● AIM OF THE TASK:
Which lines in the data below contain the word "return"? Pull each of them out.

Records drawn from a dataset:
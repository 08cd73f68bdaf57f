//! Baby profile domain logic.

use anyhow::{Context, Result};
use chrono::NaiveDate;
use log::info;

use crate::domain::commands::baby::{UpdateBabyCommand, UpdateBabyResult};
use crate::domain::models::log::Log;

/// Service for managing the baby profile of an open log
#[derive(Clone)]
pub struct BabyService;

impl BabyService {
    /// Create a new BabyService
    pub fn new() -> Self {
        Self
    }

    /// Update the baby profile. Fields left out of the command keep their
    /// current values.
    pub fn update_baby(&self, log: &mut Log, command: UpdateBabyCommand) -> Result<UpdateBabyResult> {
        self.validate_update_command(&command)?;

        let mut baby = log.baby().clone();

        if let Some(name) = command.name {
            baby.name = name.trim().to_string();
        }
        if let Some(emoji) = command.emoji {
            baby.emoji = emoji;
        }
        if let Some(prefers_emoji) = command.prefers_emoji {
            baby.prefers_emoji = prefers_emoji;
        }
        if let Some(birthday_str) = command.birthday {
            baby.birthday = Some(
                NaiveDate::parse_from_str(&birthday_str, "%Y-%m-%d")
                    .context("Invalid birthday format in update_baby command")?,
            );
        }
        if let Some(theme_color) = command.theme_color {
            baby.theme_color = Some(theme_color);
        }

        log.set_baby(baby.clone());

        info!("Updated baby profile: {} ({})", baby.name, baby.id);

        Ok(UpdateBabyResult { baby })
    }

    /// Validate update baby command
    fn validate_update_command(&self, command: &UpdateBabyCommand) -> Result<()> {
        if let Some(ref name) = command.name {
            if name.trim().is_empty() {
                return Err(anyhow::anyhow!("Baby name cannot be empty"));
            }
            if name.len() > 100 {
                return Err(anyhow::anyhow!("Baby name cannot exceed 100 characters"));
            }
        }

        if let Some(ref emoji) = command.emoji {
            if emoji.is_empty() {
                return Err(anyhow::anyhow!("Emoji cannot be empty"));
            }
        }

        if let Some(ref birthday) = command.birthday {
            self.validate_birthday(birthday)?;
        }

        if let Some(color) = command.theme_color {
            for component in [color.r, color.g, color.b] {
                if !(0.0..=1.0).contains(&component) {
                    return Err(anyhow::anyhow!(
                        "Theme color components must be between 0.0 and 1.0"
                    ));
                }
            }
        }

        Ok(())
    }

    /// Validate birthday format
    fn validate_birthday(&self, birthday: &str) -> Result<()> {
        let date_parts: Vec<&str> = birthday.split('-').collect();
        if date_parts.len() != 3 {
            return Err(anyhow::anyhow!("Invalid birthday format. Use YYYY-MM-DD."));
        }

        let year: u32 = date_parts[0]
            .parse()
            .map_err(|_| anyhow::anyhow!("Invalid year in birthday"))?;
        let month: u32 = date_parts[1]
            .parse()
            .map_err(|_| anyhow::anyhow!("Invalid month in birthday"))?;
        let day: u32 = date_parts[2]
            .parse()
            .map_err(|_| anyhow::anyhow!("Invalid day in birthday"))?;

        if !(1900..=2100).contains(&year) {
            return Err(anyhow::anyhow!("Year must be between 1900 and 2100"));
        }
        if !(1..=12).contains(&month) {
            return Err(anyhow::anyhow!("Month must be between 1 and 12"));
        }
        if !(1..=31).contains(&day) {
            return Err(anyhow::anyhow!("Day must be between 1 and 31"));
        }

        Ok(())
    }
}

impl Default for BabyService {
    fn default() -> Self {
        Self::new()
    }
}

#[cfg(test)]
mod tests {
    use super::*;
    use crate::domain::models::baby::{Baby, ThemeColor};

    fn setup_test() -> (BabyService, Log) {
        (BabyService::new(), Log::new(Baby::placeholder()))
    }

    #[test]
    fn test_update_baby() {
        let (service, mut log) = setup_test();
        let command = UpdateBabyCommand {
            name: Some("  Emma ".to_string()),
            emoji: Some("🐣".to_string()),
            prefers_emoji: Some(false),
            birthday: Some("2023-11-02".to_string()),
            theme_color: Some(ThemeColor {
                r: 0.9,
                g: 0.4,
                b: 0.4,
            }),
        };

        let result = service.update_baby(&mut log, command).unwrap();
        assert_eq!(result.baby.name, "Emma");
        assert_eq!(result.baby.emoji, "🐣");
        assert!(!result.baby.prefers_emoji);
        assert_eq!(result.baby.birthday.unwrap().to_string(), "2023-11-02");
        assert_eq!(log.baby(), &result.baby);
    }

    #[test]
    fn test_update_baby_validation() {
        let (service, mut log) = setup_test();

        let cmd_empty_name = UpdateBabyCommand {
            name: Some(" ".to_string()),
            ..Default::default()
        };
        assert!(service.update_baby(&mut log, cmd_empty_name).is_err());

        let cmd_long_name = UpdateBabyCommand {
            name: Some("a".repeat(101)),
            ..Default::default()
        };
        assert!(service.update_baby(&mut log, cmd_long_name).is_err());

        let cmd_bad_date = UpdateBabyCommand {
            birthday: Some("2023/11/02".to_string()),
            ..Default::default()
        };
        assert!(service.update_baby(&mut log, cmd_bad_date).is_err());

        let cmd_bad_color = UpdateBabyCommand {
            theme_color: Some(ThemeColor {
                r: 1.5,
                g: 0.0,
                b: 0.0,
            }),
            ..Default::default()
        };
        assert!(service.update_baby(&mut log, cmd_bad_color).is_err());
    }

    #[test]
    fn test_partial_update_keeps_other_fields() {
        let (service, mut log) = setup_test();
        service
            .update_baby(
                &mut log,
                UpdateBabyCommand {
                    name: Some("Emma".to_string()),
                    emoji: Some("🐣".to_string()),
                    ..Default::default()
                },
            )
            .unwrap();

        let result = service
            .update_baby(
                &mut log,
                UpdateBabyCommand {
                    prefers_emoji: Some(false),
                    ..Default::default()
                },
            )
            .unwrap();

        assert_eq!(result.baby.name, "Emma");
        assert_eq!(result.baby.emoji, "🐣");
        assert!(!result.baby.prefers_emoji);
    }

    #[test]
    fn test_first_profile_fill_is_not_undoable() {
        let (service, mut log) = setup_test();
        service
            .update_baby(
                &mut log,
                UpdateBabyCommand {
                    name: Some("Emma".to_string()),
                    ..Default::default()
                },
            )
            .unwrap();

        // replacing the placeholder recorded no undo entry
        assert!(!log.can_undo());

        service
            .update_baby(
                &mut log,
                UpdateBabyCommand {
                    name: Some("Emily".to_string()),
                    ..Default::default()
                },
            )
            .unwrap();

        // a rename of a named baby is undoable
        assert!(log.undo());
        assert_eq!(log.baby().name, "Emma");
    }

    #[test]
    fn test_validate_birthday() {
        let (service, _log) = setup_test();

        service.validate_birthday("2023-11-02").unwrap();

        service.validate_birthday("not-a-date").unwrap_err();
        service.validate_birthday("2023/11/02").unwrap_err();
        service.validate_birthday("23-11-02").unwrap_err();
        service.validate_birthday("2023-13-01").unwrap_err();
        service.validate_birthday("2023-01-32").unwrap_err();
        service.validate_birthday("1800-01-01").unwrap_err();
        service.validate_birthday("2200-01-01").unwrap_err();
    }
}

● YOUR SOLUTION:
                return Err(anyhow::anyhow!("Baby name cannot be empty"));
                return Err(anyhow::anyhow!("Baby name cannot exceed 100 characters"));
                return Err(anyhow::anyhow!("Emoji cannot be empty"));
                    return Err(anyhow::anyhow!(
            return Err(anyhow::anyhow!("Invalid birthday format. Use YYYY-MM-DD."));
            return Err(anyhow::anyhow!("Year must be between 1900 and 2100"));
            return Err(anyhow::anyhow!("Month must be between 1 and 12"));
            return Err(anyhow::anyhow!("Day must be between 1 and 31"));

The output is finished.